There is a misconception that counting calories is the only way to effectively lose weight. When assessing your calories, it’s generally a question of “how much” you should consume which is based on the volume and type of foods you eat.
When counting calories, it is typically calories ingested through the food you consume vs the energy you expend through performing your primary biological functions and any additional energy expended like exercise. The calories you burn throughout the day is known as your Basal Metabolic Rate (BMR), which varies based on age, weight, height, activity etc. It is important to know your BMR when setting your correct calorie levels.
Although calorie counting is important, there are many other factors that a successful diet should include to best support individual needs.
If you want to reduce, maintain or increase your body mass you will adjust your calorie consumption to support these outcomes.
- Reducing your body mass – you must enter into a hypocaloric state meaning you consume fewer calories than you burn.
- If you want to maintain your same body mass – you need to eat the same calories as you expend which is known as an isocaloric state.
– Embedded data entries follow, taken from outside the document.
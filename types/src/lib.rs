//! Shared types for the Nexus landing page.
//!
//! Everything here is plain data: the site configuration deserialized from
//! `site.toml`, section identifiers, and the effect/interaction
//! discriminators used by the presentational wrappers.

pub mod config;
pub mod kinds;
pub mod section;

pub use config::{
    FooterConfig, FooterLink, MarqueeConfig, ObserverConfig, SiteConfig, StatusConfig,
    StatusMetric,
};
pub use kinds::{EffectKind, InteractionKind};
pub use section::{NavItem, Section, SectionId};
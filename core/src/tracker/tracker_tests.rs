//! Tests for the section tracker
//!
//! Covers focus initialization, entry-only updates, last-wins batches and
//! the full subscribe/scroll/dispose cycle against a simulated page.

use std::cell::RefCell;
use std::rc::Rc;

use nexus_types::{ObserverConfig, Section, SectionId};

use super::{
    SectionList, SectionTracker, SimulatedViewport, VisibilitySignal, VisibilitySource,
};
use crate::error::ConfigError;

fn sections() -> SectionList {
    SectionList::new(vec![
        Section::new("intro", "Overview"),
        Section::new("platform", "Platform"),
        Section::new("pricing", "Scale & Access"),
    ])
    .unwrap()
}

fn page() -> SimulatedViewport {
    SimulatedViewport::new(900.0)
        .with_region("intro", 900.0)
        .with_region("platform", 1400.0)
        .with_region("pricing", 1000.0)
}

fn ids(names: &[&str]) -> Vec<SectionId> {
    names.iter().map(|n| SectionId::new(*n)).collect()
}

/// Subscribe a shared tracker to the viewport the way the web front end does.
fn subscribe(
    viewport: &mut SimulatedViewport,
    tracker: &Rc<RefCell<SectionTracker>>,
) -> super::SubscriptionHandle {
    let regions = tracker.borrow().watched_regions();
    let target = Rc::clone(tracker);
    viewport.register(
        &regions,
        &ObserverConfig::CENTER_BAND,
        Box::new(move |batch: &[VisibilitySignal]| {
            target.borrow_mut().handle_batch(batch);
        }),
    )
}

#[test]
fn test_initial_focus_is_first_section() {
    let tracker = SectionTracker::new(sections());
    assert_eq!(tracker.current(), &SectionId::new("intro"));
}

#[test]
fn test_initial_focus_uses_configured_default() {
    let tracker = SectionTracker::with_default(sections(), "pricing".into()).unwrap();
    assert_eq!(tracker.current(), &SectionId::new("pricing"));
}

#[test]
fn test_unknown_default_is_rejected() {
    let result = SectionTracker::with_default(sections(), "careers".into());
    assert!(matches!(result, Err(ConfigError::UnknownDefault(id)) if id == "careers"));
}

#[test]
fn test_entered_signal_moves_focus() {
    let mut tracker = SectionTracker::new(sections());

    assert!(tracker.handle_signal(&VisibilitySignal::entered("pricing")));
    assert_eq!(tracker.current(), &SectionId::new("pricing"));

    // Any prior value is overwritten, including jumps backwards
    assert!(tracker.handle_signal(&VisibilitySignal::entered("intro")));
    assert_eq!(tracker.current(), &SectionId::new("intro"));

    // Re-entering the focused section is not a change
    assert!(!tracker.handle_signal(&VisibilitySignal::entered("intro")));
}

#[test]
fn test_left_signal_never_changes_focus() {
    let mut tracker = SectionTracker::new(sections());
    tracker.handle_signal(&VisibilitySignal::entered("platform"));

    for id in ["intro", "platform", "pricing"] {
        assert!(!tracker.handle_signal(&VisibilitySignal::left(id)));
        assert_eq!(tracker.current(), &SectionId::new("platform"));
    }
}

#[test]
fn test_last_entered_in_batch_wins() {
    let mut tracker = SectionTracker::new(sections());
    let batch = [
        VisibilitySignal::entered("platform"),
        VisibilitySignal::entered("pricing"),
        VisibilitySignal::left("platform"),
    ];
    assert!(tracker.handle_batch(&batch));
    assert_eq!(tracker.current(), &SectionId::new("pricing"));

    // Delivery order, not page order, decides
    let batch = [
        VisibilitySignal::entered("pricing"),
        VisibilitySignal::entered("intro"),
    ];
    assert!(tracker.handle_batch(&batch));
    assert_eq!(tracker.current(), &SectionId::new("intro"));
}

#[test]
fn test_batch_ending_on_current_focus_is_not_a_change() {
    let tracker = SectionTracker::new(sections());
    let batch = [
        VisibilitySignal::entered("pricing"),
        VisibilitySignal::entered("intro"),
    ];
    assert_eq!(tracker.resolve_batch(&batch), None);
}

#[test]
fn test_resolved_focus_borrows_only_the_batch() {
    let mut tracker = SectionTracker::new(sections());
    let batch = vec![VisibilitySignal::entered("platform")];

    // The resolved id outlives a mutation of the tracker
    let next = tracker.resolve_batch(&batch);
    tracker.handle_signal(&VisibilitySignal::entered("pricing"));
    assert_eq!(next, Some(&SectionId::new("platform")));
    assert_eq!(tracker.current(), &SectionId::new("pricing"));
}

#[test]
fn test_unknown_section_signal_is_ignored() {
    let mut tracker = SectionTracker::new(sections());
    assert!(!tracker.handle_signal(&VisibilitySignal::entered("careers")));
    assert_eq!(tracker.current(), &SectionId::new("intro"));
}

#[test]
fn test_nav_items_follow_focus() {
    let mut tracker = SectionTracker::new(sections());
    tracker.handle_signal(&VisibilitySignal::entered("platform"));

    let items = tracker.nav_items();
    let summary: Vec<_> = items
        .iter()
        .map(|item| (item.id.as_str(), item.label.as_str(), item.is_active))
        .collect();
    assert_eq!(
        summary,
        vec![
            ("intro", "Overview", false),
            ("platform", "Platform", true),
            ("pricing", "Scale & Access", false),
        ]
    );
}

#[test]
fn test_scrolling_down_and_back_up() {
    let mut viewport = page();
    let tracker = Rc::new(RefCell::new(SectionTracker::new(sections())));
    subscribe(&mut viewport, &tracker);

    let mut seen = vec![tracker.borrow().current().clone()];
    for y in (0..=2400).step_by(100) {
        viewport.scroll_to(y as f64);
        let current = tracker.borrow().current().clone();
        if seen.last() != Some(&current) {
            seen.push(current);
        }
    }
    assert_eq!(seen, ids(&["intro", "platform", "pricing"]));

    let mut seen = vec![tracker.borrow().current().clone()];
    for y in (0..=2400).rev().step_by(100) {
        viewport.scroll_to(y as f64);
        let current = tracker.borrow().current().clone();
        if seen.last() != Some(&current) {
            seen.push(current);
        }
    }
    assert_eq!(seen, ids(&["pricing", "platform", "intro"]));
}

#[test]
fn test_anchor_jump_focuses_target() {
    let mut viewport = page();
    let tracker = Rc::new(RefCell::new(SectionTracker::new(sections())));
    subscribe(&mut viewport, &tracker);

    viewport.scroll_into_center(&"pricing".into());
    assert_eq!(tracker.borrow().current(), &SectionId::new("pricing"));
}

#[test]
fn test_initial_registration_picks_section_under_midline() {
    let mut viewport = page();
    viewport.scroll_to(1200.0);

    let tracker = Rc::new(RefCell::new(SectionTracker::new(sections())));
    subscribe(&mut viewport, &tracker);
    assert_eq!(tracker.borrow().current(), &SectionId::new("platform"));
}

#[test]
fn test_focus_freezes_after_dispose() {
    let mut viewport = page();
    let tracker = Rc::new(RefCell::new(SectionTracker::new(sections())));
    let handle = subscribe(&mut viewport, &tracker);

    viewport.scroll_to(1200.0);
    assert_eq!(tracker.borrow().current(), &SectionId::new("platform"));

    viewport.dispose(handle);
    viewport.scroll_to(2400.0);
    assert_eq!(tracker.borrow().current(), &SectionId::new("platform"));
}

#[test]
fn test_missing_section_leaves_focus_stale() {
    // Pricing never rendered
    let mut viewport = SimulatedViewport::new(900.0)
        .with_region("intro", 900.0)
        .with_region("platform", 1400.0);
    let tracker = Rc::new(RefCell::new(SectionTracker::new(sections())));
    subscribe(&mut viewport, &tracker);

    viewport.scroll_to(10_000.0);
    assert_eq!(tracker.borrow().current(), &SectionId::new("platform"));
}

#[test]
fn test_removed_section_stops_reporting() {
    let mut viewport = page();
    let tracker = Rc::new(RefCell::new(SectionTracker::new(sections())));
    subscribe(&mut viewport, &tracker);

    viewport.scroll_to(1200.0);
    viewport.remove_region(&"pricing".into());
    viewport.scroll_to(2400.0);
    assert_eq!(tracker.borrow().current(), &SectionId::new("platform"));
}
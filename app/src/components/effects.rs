//! Decorative effects: grid background, status ping, glass glow.

use dioxus::prelude::*;
use nexus_core::effects::{EffectVisual, effect_visual};
use nexus_types::EffectKind;

/// Render a decorative effect. Unknown kinds render nothing.
#[component]
pub fn SignatureEffect(
    effect: EffectKind,
    /// Extra classes appended to the effect's root element.
    #[props(default = String::new())]
    class: String,
) -> Element {
    let Some(visual) = effect_visual(&effect, &class) else {
        return rsx! {};
    };

    match visual {
        EffectVisual::Grid(spec) => rsx! {
            div { class: "{spec.class}", style: "{spec.style}" }
        },
        EffectVisual::StatusPing { wrapper, halo, dot } => rsx! {
            span { class: "{wrapper.class}",
                span { class: "{halo.class}" }
                span { class: "{dot.class}" }
            }
        },
        EffectVisual::Glow(spec) => rsx! {
            div { class: "{spec.class}", style: "{spec.style}" }
        },
    }
}
//! DOM visibility bindings
//!
//! Backs the tracker's `VisibilitySource` seam with the browser's
//! `IntersectionObserver`, and wraps it in a hook that subscribes on mount
//! and releases the observer on unmount.

use std::cell::{Cell, RefCell};
use std::collections::HashMap;
use std::rc::Rc;

use dioxus::prelude::*;
use nexus_core::{SubscriptionHandle, VisibilityCallback, VisibilitySignal, VisibilitySource};
use nexus_types::{ObserverConfig, SectionId};
use wasm_bindgen::JsCast;
use wasm_bindgen::prelude::*;
use web_sys::{IntersectionObserver, IntersectionObserverEntry, IntersectionObserverInit};

// ─────────────────────────────────────────────────────────────────────────────
// IntersectionObserver source
// ─────────────────────────────────────────────────────────────────────────────

/// A live observer plus the JS closure it calls back into.
///
/// The closure must outlive the observer, so both are dropped together.
struct Observation {
    observer: IntersectionObserver,
    _callback: Closure<dyn FnMut(js_sys::Array)>,
}

/// One `IntersectionObserver` per subscription, targets looked up by id.
#[derive(Default)]
pub struct DomVisibilitySource {
    observations: HashMap<SubscriptionHandle, Observation>,
    next_handle: u32,
}

/// Convert a batch of observer entries into tracker signals.
fn signals_from_entries(entries: &js_sys::Array) -> Vec<VisibilitySignal> {
    entries
        .iter()
        .filter_map(|entry| entry.dyn_into::<IntersectionObserverEntry>().ok())
        .map(|entry| VisibilitySignal {
            section: SectionId::new(entry.target().id()),
            is_intersecting: entry.is_intersecting(),
        })
        .collect()
}

impl VisibilitySource for DomVisibilitySource {
    fn register(
        &mut self,
        regions: &[SectionId],
        config: &ObserverConfig,
        mut on_change: VisibilityCallback,
    ) -> SubscriptionHandle {
        let handle = SubscriptionHandle::new(self.next_handle);
        self.next_handle += 1;

        let callback = Closure::<dyn FnMut(js_sys::Array)>::new(move |entries: js_sys::Array| {
            let batch = signals_from_entries(&entries);
            if !batch.is_empty() {
                on_change(&batch);
            }
        });

        let options = IntersectionObserverInit::new();
        options.set_root_margin(&config.root_margin());
        options.set_threshold(&JsValue::from_f64(config.threshold));

        let observer = match IntersectionObserver::new_with_options(
            callback.as_ref().unchecked_ref(),
            &options,
        ) {
            Ok(observer) => observer,
            Err(err) => {
                tracing::warn!(?err, "IntersectionObserver unavailable, regions not tracked");
                return handle;
            }
        };

        let Some(document) = web_sys::window().and_then(|w| w.document()) else {
            tracing::warn!("no document, regions not tracked");
            return handle;
        };

        for id in regions {
            match document.get_element_by_id(id.as_str()) {
                Some(element) => observer.observe(&element),
                None => tracing::debug!(region = %id, "region not rendered, not observed"),
            }
        }

        self.observations.insert(
            handle,
            Observation {
                observer,
                _callback: callback,
            },
        );
        handle
    }

    fn dispose(&mut self, handle: SubscriptionHandle) {
        if let Some(observation) = self.observations.remove(&handle) {
            observation.observer.disconnect();
        }
    }
}

impl Drop for DomVisibilitySource {
    fn drop(&mut self) {
        for (_, observation) in self.observations.drain() {
            observation.observer.disconnect();
        }
    }
}

// ─────────────────────────────────────────────────────────────────────────────
// Hooks
// ─────────────────────────────────────────────────────────────────────────────

type PendingSubscription = (Vec<SectionId>, ObserverConfig, VisibilityCallback);

/// Observe `regions` for the lifetime of the calling component.
///
/// Registration waits until after the first render so the target elements
/// exist. Arguments passed on later renders are ignored.
pub fn use_visibility(regions: Vec<SectionId>, config: ObserverConfig, on_change: VisibilityCallback) {
    let source = use_hook(|| Rc::new(RefCell::new(DomVisibilitySource::default())));
    let handle = use_hook(|| Rc::new(Cell::new(None::<SubscriptionHandle>)));
    let pending: Rc<RefCell<Option<PendingSubscription>>> =
        use_hook(move || Rc::new(RefCell::new(Some((regions, config, on_change)))));

    {
        let source = Rc::clone(&source);
        let handle = Rc::clone(&handle);
        use_effect(move || {
            let Some((regions, config, on_change)) = pending.borrow_mut().take() else {
                return;
            };
            let registered = source.borrow_mut().register(&regions, &config, on_change);
            handle.set(Some(registered));
        });
    }

    use_drop(move || {
        if let Some(registered) = handle.take() {
            source.borrow_mut().dispose(registered);
        }
    });
}

thread_local! {
    static NEXT_DOM_ID: Cell<u32> = const { Cell::new(0) };
}

/// Unique element id for observed wrappers (WASM is single-threaded).
pub fn next_dom_id(prefix: &str) -> String {
    let n = NEXT_DOM_ID.with(|next| {
        let n = next.get();
        next.set(n + 1);
        n
    });
    format!("{prefix}-{n}")
}
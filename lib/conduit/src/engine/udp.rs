// This Source Code Form is subject to the terms of the Mozilla Public
// License, v. 2.0. If a copy of the MPL was not distributed with this
// file, You can obtain one at https://mozilla.org/MPL/2.0/.

// Copyright 2026 Oxide Computer Company

use zerocopy::FromBytes;
use zerocopy::Immutable;
use zerocopy::IntoBytes;
use zerocopy::KnownLayout;
use zerocopy::Unaligned;

pub const UDP_CSUM_OFFSET: usize = 6;

#[repr(C)]
#[derive(
    Clone, Copy, Debug, FromBytes, Immutable, IntoBytes, KnownLayout, Unaligned,
)]
pub struct UdpHdrRaw {
    pub src_port: [u8; 2],
    pub dst_port: [u8; 2],
    pub length: [u8; 2],
    pub csum: [u8; 2],
}

impl UdpHdrRaw {
    pub const SIZE: usize = core::mem::size_of::<Self>();

    pub fn src_port(&self) -> u16 {
        u16::from_be_bytes(self.src_port)
    }

    pub fn dst_port(&self) -> u16 {
        u16::from_be_bytes(self.dst_port)
    }

    pub fn length(&self) -> usize {
        usize::from(u16::from_be_bytes(self.length))
    }
}
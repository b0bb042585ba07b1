// This Source Code Form is subject to the terms of the Mozilla Public
// License, v. 2.0. If a copy of the MPL was not distributed with this
// file, You can obtain one at https://mozilla.org/MPL/2.0/.

// Copyright 2026 Oxide Computer Company

use conduit::engine::parse::parse;
use conduit::engine::policy::PolicySnapshot;
use conduit_bench::MeasurementInfo;
use conduit_bench::packet::BenchPacket;
use conduit_bench::packet::Established;
use conduit_bench::packet::established_dataplane;
use conduit_test_utils::*;
use criterion::BatchSize;
use criterion::BenchmarkId;
use criterion::Criterion;
use criterion::criterion_group;
use criterion::criterion_main;
use rand::Rng;
use std::hint::black_box;

// Source ports cycled through by the new-flow benchmark. Each pair
// is removed again before its port comes round, so the table never
// fills.
const NEW_FLOW_PORTS: core::ops::Range<u16> = 10_000..11_024;

pub fn parse_only<M: MeasurementInfo + 'static>(c: &mut Criterion<M>) {
    let mut c = c.benchmark_group(format!("parse/{}", M::label()));
    let exp = Established {};
    for case in exp.test_cases() {
        let (pkt, _) = case.generate();
        c.bench_with_input(
            BenchmarkId::new(exp.packet_label(), case.instance_name()),
            &pkt,
            |b, pkt| b.iter(|| parse(black_box(pkt))),
        );
    }
}

pub fn established<M: MeasurementInfo + 'static>(c: &mut Criterion<M>) {
    let g = established_dataplane();
    let mut c = c.benchmark_group(format!("process/{}", M::label()));
    let exp = Established {};

    for case in exp.test_cases() {
        let (pkt, dir) = case.generate();
        c.bench_with_input(
            BenchmarkId::new(exp.packet_label(), case.instance_name()),
            &pkt,
            |b, pkt| {
                b.iter_batched_ref(
                    || pkt.clone(),
                    |pkt| g.process(dir, black_box(pkt), 1),
                    BatchSize::SmallInput,
                )
            },
        );
    }
}

pub fn new_flow<M: MeasurementInfo + 'static>(c: &mut Criterion<M>) {
    let g = TestDataplane::with_tables(&nat_scenario());
    let mut rng = rand::rng();
    let mut c = c.benchmark_group(format!("process/{}", M::label()));

    c.bench_function("NewFlow/Tcp4Service", |b| {
        b.iter_batched_ref(
            || {
                let port = rng.random_range(NEW_FLOW_PORTS);
                let src = format!("10.2.2.2:{port}");
                let pkt = tcp4(&src, SVC_VIP, TcpFlags::SYN);
                g.ct.remove_pair(&flow_of(&pkt));
                pkt
            },
            |pkt| g.process(Direction::Out, black_box(pkt), 1),
            BatchSize::SmallInput,
        )
    });
}

// A policy whose only allowing rule sits at the end of the last tier.
fn deep_policy() -> PolicySnapshot {
    let mut rng = rand::rng();
    let mut cfg = PolicyTableCfg::default();
    for t in 0..8 {
        let rules = (0..MAX_RULES_PER_TIER)
            .map(|_| RuleCfg {
                name: None,
                direction: Direction::In,
                selector: Selector::All,
                action: RuleAction::Deny,
                matches: RuleMatchCfg {
                    protocols: vec![Protocol::TCP],
                    dst_ports: vec![PortRange::single(
                        rng.random_range(1..1024),
                    )],
                    ..Default::default()
                },
            })
            .collect();
        cfg.tiers.push(TierCfg { name: format!("tier-{t}"), rules });
    }
    cfg.tiers.push(allow_all_tier());

    PolicySnapshot::new(&cfg).unwrap()
}

pub fn policy_eval<M: MeasurementInfo + 'static>(c: &mut Criterion<M>) {
    let policy = deep_policy();
    let defaults = DefaultVerdicts::default();
    let flow = FlowKey::new(Protocol::TCP, ep(CLIENT), ep("10.0.0.5:8443"));
    let mut c = c.benchmark_group(format!("policy/{}", M::label()));

    c.bench_function("WorstCase", |b| {
        b.iter(|| policy.evaluate(Direction::In, black_box(&flow), &defaults))
    });
}

pub fn connect<M: MeasurementInfo + 'static>(c: &mut Criterion<M>) {
    let g = TestDataplane::with_tables(&nat_scenario());
    let req = ConnectRequest {
        proto: Protocol::TCP,
        src: ep(CLIENT),
        dst: ep(SVC_VIP),
    };
    let mut c = c.benchmark_group(format!("connect/{}", M::label()));

    c.bench_function("Reuse", |b| {
        b.iter(|| g.lb.connect_at(black_box(req), Moment::from_raw_millis(1)))
    });
}

criterion_group!(
    userland,
    parse_only,
    established,
    new_flow,
    policy_eval,
    connect
);
criterion_main!(userland);
// This Source Code Form is subject to the terms of the Mozilla Public
// License, v. 2.0. If a copy of the MPL was not distributed with this
// file, You can obtain one at https://mozilla.org/MPL/2.0/.

// Copyright 2026 Oxide Computer Company

//! Control-plane table snapshots.
//!
//! The policy, service, and redirect tables are published together
//! as one immutable [`Snapshot`]. Readers load the current snapshot
//! once per packet and use it for the whole decision, so a decision
//! never mixes two versions of a table. Writers build a replacement
//! and swap it in atomically; a reader holding the old snapshot keeps
//! it alive until it is done.
//!
//! Every swap bumps the snapshot generation. Connections cache the
//! generation their policy verdict was computed under, which is how
//! the dispatcher knows to re-check them after a policy change.

use super::policy::PolicySnapshot;
use super::service::RedirectSnapshot;
use super::service::ServiceSnapshot;
use arc_swap::ArcSwap;
use arc_swap::Guard;
use conduit_api::ConduitError;
use conduit_api::TablesCfg;
use std::sync::Arc;

#[derive(Clone, Debug, Default)]
pub struct Snapshot {
    pub generation: u64,
    pub policy: Arc<PolicySnapshot>,
    pub services: Arc<ServiceSnapshot>,
    pub redirects: Arc<RedirectSnapshot>,
}

impl Snapshot {
    /// Validate and build all three tables from `cfg`.
    pub fn from_cfg(cfg: &TablesCfg) -> Result<Self, ConduitError> {
        Ok(Self {
            generation: 0,
            policy: Arc::new(PolicySnapshot::new(&cfg.policy)?),
            services: Arc::new(ServiceSnapshot::new(&cfg.services)?),
            redirects: Arc::new(RedirectSnapshot::new(&cfg.redirects)?),
        })
    }
}

pub struct Tables {
    current: ArcSwap<Snapshot>,
}

impl Tables {
    pub fn new(initial: Snapshot) -> Self {
        Self { current: ArcSwap::from_pointee(initial) }
    }

    pub fn from_cfg(cfg: &TablesCfg) -> Result<Self, ConduitError> {
        Snapshot::from_cfg(cfg).map(Self::new)
    }

    /// The current snapshot. Cheap enough to call per packet.
    pub fn load(&self) -> Guard<Arc<Snapshot>> {
        self.current.load()
    }

    pub fn generation(&self) -> u64 {
        self.current.load().generation
    }

    fn update<F>(&self, f: F) -> u64
    where
        F: Fn(&Snapshot) -> Snapshot,
    {
        let prev = self.current.rcu(|cur| {
            let mut next = f(cur);
            next.generation = cur.generation + 1;
            next
        });
        prev.generation + 1
    }

    /// Publish a new policy table, returning the new generation.
    pub fn swap_policy(&self, policy: PolicySnapshot) -> u64 {
        let policy = Arc::new(policy);
        self.update(|cur| Snapshot { policy: policy.clone(), ..cur.clone() })
    }

    pub fn swap_services(&self, services: ServiceSnapshot) -> u64 {
        let services = Arc::new(services);
        self.update(|cur| Snapshot { services: services.clone(), ..cur.clone() })
    }

    pub fn swap_redirects(&self, redirects: RedirectSnapshot) -> u64 {
        let redirects = Arc::new(redirects);
        self.update(|cur| Snapshot { redirects: redirects.clone(), ..cur.clone() })
    }

    /// Replace all three tables at once.
    pub fn swap_all(&self, cfg: &TablesCfg) -> Result<u64, ConduitError> {
        let snap = Snapshot::from_cfg(cfg)?;
        Ok(self.update(|_| snap.clone()))
    }
}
- If you want to increase your body mass – you generally need to consume more calories than expend which is known as a hypocaloric state.
The degree in which you set the calorie adjustments needs to be considered in conjunction with your exercise program, or activity level to ensure you have the right balance.
Setting the correct macro levels is important when trying to improve your body composition and match your diet to the health outcome you want to achieve, as different macro levels will alter your metabolic state based on the type of energy your body metabolises to perform.
Macros are the ratios of Carbs, Proteins and Fat you eat from food that contributes to your daily calories consumed. Setting your macros should be done in conjunction with setting the correct calorie levels, as both are very important in optimising your diet. The type of energy (macros) you consume will greatly impact how you perform and how your body responds to your diet. Carbs are a great form of quick energy and can provide you with a burst of energy. Protein is great for muscle growth and recovery. Fat is great to support your organs and encourage cellular growth and absorb nutrients.